• [What to do]: Among the lines below, restate word for word only those from the line with "filename src/lib.rs" through the line with "cities: a series", with both end lines kept.

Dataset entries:
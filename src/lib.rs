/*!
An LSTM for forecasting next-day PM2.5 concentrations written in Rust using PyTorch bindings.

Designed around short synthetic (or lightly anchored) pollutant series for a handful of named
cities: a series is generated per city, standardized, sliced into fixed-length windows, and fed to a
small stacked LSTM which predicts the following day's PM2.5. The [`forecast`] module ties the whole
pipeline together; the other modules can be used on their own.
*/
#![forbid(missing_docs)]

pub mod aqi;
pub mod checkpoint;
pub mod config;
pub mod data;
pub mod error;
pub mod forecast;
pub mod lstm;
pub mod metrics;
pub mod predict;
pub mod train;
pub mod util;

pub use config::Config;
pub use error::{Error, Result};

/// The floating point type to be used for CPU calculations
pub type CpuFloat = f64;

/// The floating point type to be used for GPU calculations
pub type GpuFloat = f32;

==

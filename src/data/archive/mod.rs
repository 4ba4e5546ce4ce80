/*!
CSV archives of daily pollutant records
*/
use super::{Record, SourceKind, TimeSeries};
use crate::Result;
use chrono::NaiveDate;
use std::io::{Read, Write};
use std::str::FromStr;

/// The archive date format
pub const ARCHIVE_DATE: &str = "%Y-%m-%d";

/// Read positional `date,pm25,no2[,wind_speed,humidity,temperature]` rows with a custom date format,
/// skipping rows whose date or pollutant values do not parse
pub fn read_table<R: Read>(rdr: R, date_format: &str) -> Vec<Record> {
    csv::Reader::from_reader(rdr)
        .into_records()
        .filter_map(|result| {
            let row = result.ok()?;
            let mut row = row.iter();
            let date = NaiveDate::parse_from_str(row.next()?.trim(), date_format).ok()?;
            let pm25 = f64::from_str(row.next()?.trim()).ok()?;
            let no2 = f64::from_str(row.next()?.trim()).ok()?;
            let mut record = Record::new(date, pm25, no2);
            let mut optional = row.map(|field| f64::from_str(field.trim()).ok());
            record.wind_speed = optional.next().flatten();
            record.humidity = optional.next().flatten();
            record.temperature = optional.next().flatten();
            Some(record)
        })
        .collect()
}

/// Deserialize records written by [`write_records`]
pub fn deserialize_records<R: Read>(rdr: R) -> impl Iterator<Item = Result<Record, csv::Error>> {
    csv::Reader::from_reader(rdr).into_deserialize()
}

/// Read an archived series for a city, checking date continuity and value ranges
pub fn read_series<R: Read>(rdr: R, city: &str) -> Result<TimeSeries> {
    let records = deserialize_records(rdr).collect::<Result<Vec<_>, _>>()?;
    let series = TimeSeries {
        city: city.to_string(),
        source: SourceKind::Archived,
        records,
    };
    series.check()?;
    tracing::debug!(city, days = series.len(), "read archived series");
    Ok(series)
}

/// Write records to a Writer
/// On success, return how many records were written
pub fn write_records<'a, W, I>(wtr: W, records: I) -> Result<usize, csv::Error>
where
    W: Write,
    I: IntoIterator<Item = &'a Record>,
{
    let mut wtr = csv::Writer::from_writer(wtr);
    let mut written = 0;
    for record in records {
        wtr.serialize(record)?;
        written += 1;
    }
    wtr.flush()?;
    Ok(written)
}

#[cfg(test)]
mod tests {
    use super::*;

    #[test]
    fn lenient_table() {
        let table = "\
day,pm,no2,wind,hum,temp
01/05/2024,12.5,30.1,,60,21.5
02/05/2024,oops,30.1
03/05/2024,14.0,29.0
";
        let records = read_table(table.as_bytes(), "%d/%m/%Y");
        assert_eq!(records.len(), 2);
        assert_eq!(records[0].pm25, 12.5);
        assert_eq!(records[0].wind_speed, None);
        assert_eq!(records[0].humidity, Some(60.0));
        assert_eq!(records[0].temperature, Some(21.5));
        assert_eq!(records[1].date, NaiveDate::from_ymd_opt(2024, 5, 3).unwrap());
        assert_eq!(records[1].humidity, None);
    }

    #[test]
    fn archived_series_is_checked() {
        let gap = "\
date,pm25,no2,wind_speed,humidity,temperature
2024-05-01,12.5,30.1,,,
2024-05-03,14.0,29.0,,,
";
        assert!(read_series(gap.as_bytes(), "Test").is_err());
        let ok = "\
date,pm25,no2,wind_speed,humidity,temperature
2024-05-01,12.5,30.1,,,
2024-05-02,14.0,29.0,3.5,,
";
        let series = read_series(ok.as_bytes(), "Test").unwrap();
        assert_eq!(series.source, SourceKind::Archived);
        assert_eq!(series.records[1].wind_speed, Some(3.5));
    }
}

* * *

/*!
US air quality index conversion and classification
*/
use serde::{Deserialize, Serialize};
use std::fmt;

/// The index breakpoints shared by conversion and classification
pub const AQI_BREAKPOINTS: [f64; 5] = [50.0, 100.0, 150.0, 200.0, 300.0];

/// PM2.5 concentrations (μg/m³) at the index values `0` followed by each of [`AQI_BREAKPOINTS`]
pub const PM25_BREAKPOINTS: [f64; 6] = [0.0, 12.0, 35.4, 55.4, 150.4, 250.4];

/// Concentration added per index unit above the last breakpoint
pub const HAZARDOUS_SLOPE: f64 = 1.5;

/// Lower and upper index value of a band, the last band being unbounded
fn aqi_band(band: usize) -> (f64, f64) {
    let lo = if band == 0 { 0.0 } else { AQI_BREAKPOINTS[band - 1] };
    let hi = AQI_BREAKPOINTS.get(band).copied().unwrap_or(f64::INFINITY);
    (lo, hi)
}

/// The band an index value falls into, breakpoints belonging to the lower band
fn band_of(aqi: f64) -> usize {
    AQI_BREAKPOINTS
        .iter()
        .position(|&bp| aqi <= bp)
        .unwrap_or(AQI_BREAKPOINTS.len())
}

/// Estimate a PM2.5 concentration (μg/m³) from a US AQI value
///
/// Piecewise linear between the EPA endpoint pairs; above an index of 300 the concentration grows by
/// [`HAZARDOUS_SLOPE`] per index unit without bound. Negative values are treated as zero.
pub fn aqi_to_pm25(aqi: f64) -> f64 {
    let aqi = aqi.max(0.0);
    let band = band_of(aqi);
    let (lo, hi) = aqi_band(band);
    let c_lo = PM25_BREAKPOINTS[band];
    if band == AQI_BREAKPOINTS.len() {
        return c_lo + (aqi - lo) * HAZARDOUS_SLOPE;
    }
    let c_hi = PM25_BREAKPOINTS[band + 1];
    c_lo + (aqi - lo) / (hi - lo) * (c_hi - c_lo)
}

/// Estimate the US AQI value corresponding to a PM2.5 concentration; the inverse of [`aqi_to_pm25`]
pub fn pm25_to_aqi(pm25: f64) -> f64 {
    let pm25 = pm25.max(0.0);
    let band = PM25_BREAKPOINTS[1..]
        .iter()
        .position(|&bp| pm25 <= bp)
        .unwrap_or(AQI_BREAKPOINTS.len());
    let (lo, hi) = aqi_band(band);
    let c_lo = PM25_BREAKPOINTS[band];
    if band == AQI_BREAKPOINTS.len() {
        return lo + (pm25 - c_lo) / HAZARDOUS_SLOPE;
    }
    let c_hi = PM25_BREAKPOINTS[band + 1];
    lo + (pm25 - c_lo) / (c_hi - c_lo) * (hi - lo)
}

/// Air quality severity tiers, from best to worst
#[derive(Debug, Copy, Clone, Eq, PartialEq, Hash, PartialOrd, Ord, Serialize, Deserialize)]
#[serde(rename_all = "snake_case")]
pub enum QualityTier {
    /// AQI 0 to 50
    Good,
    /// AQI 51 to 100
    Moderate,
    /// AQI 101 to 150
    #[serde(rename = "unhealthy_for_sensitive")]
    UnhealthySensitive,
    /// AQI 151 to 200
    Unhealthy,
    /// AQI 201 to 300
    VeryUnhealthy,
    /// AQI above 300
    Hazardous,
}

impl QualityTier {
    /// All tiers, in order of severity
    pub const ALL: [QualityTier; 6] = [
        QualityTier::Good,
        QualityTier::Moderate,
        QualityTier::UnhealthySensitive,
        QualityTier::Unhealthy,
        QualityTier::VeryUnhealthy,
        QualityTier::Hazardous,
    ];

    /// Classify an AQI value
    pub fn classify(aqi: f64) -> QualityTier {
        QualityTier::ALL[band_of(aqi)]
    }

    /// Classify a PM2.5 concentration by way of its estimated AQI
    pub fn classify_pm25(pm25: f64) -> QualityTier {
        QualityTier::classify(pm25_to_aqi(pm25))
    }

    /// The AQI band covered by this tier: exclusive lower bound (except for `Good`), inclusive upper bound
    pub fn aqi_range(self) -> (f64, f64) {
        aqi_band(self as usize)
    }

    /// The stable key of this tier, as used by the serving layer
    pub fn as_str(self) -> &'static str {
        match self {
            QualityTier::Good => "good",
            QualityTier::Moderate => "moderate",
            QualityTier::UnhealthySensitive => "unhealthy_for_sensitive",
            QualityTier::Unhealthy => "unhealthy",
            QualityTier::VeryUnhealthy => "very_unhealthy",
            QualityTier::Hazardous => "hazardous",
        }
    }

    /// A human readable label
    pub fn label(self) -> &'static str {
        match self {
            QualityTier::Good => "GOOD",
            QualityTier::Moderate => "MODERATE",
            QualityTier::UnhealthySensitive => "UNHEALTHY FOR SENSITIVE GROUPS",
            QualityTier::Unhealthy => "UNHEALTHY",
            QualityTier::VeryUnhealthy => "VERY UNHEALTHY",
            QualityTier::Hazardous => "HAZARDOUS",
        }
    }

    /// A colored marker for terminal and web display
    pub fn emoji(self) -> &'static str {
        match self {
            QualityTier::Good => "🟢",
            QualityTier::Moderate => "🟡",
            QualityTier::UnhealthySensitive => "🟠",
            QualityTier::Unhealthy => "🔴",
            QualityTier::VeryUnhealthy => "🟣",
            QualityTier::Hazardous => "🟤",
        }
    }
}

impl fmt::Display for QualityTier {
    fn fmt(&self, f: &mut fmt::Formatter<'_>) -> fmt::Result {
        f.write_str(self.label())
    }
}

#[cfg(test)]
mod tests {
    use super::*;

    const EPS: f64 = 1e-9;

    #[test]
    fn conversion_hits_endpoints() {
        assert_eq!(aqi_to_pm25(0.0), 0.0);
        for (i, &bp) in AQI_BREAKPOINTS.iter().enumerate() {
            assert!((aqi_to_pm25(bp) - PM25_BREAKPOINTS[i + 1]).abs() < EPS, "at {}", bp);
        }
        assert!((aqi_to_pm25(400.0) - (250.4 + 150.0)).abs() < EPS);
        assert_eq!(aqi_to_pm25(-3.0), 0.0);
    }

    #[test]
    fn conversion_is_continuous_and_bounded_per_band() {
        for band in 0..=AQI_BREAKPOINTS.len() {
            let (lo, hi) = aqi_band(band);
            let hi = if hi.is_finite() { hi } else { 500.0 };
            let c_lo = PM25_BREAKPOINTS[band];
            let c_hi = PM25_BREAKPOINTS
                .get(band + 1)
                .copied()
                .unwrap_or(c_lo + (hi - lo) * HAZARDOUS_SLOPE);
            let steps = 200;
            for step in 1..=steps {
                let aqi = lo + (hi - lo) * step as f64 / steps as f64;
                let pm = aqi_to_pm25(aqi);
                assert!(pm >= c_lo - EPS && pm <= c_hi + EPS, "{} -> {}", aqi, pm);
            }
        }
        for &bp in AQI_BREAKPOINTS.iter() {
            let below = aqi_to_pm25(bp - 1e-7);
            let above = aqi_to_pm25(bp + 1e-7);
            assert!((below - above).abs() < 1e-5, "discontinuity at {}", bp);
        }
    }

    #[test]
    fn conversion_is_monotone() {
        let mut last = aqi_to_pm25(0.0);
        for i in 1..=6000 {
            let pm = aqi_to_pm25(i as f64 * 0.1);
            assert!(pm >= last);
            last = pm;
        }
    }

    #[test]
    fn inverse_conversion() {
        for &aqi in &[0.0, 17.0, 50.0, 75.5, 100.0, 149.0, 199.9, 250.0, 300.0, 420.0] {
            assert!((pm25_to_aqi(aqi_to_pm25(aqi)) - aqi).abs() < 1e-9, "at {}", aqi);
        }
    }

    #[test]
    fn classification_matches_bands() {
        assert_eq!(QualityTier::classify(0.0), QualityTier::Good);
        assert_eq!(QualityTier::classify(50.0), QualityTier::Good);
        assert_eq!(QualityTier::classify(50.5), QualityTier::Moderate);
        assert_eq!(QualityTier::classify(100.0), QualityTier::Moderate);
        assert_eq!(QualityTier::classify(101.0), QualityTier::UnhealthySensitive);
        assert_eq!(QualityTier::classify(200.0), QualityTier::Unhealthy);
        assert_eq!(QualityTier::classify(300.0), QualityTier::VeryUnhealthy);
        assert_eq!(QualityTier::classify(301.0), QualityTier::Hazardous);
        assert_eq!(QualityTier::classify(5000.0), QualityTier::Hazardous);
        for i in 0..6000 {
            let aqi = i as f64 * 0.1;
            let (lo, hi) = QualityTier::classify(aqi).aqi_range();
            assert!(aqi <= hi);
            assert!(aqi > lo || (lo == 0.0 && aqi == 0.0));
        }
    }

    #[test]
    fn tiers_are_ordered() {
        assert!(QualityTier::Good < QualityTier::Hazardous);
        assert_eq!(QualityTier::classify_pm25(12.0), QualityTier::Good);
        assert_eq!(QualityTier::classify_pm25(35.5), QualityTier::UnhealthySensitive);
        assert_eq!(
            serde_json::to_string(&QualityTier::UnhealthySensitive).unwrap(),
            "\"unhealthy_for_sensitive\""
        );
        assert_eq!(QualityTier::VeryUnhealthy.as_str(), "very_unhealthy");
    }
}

• [Exercise response]:
filename src/lib.rs
/*!
An LSTM for forecasting next-day PM2.5 concentrations written in Rust using PyTorch bindings.

Designed around short synthetic (or lightly anchored) pollutant series for a handful of named
cities: a series is generated per city, standardized, sliced into fixed-length windows, and fed to a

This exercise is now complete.